BEGIN Records supplied

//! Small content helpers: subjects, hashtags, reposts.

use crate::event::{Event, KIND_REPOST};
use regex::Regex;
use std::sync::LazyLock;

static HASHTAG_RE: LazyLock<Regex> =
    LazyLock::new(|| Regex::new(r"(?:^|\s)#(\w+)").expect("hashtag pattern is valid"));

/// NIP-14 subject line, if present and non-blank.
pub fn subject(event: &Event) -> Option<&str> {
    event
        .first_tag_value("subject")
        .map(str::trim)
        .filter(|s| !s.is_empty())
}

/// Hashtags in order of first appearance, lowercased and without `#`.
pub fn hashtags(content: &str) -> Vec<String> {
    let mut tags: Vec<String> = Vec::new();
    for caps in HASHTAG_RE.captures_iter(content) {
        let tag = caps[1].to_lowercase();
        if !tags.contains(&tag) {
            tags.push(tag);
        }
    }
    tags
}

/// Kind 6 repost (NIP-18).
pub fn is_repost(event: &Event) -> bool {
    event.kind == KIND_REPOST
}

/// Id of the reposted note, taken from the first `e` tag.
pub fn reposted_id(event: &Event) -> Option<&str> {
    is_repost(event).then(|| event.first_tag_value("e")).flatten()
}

END Records supplied
BEGIN Records supplied

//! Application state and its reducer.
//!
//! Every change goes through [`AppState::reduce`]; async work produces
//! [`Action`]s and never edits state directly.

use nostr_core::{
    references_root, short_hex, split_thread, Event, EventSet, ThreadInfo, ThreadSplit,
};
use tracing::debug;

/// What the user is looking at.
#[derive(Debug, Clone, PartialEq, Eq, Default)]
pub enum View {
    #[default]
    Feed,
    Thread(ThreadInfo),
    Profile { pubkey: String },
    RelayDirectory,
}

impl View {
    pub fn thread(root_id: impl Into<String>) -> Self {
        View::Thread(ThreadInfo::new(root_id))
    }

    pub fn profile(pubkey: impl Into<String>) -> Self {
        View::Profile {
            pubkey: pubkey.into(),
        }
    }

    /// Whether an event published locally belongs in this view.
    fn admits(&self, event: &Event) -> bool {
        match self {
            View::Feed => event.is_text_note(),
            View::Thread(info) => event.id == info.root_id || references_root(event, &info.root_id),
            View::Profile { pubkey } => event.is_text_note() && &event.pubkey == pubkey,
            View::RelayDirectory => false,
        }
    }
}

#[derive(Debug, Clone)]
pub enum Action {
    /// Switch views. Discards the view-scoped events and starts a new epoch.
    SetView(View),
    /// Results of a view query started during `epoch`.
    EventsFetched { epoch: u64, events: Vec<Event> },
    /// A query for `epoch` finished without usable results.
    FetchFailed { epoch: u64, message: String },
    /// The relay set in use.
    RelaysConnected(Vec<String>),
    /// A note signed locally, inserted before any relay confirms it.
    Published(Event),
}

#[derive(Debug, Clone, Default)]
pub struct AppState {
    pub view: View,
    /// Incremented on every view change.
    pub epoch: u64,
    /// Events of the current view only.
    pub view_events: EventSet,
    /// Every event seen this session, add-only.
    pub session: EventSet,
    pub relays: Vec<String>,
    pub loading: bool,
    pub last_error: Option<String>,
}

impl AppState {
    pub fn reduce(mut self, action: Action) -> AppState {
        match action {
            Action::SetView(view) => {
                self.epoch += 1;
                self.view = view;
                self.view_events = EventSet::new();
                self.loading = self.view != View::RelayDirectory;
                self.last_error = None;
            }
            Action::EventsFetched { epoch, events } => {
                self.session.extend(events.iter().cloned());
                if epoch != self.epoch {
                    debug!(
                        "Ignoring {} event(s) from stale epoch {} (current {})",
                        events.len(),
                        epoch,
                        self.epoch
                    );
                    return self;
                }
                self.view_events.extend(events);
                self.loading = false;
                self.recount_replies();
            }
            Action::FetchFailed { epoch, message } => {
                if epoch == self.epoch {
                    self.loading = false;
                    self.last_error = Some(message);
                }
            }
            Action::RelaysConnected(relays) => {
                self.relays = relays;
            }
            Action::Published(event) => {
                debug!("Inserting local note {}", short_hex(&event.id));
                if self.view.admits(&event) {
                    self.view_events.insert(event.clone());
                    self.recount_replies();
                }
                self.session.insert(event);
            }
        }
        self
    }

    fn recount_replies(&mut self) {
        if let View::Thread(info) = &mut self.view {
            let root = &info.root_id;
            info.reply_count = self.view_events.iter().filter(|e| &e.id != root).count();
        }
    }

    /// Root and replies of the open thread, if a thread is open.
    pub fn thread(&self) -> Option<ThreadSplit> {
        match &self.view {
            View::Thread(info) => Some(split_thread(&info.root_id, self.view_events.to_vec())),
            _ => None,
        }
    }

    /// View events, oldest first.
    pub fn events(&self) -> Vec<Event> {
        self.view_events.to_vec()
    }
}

END Records supplied

Sift the data above for lines with "admits", then copy each one.

    fn admits(&self, event: &Event) -> bool {
                if self.view.admits(&event) {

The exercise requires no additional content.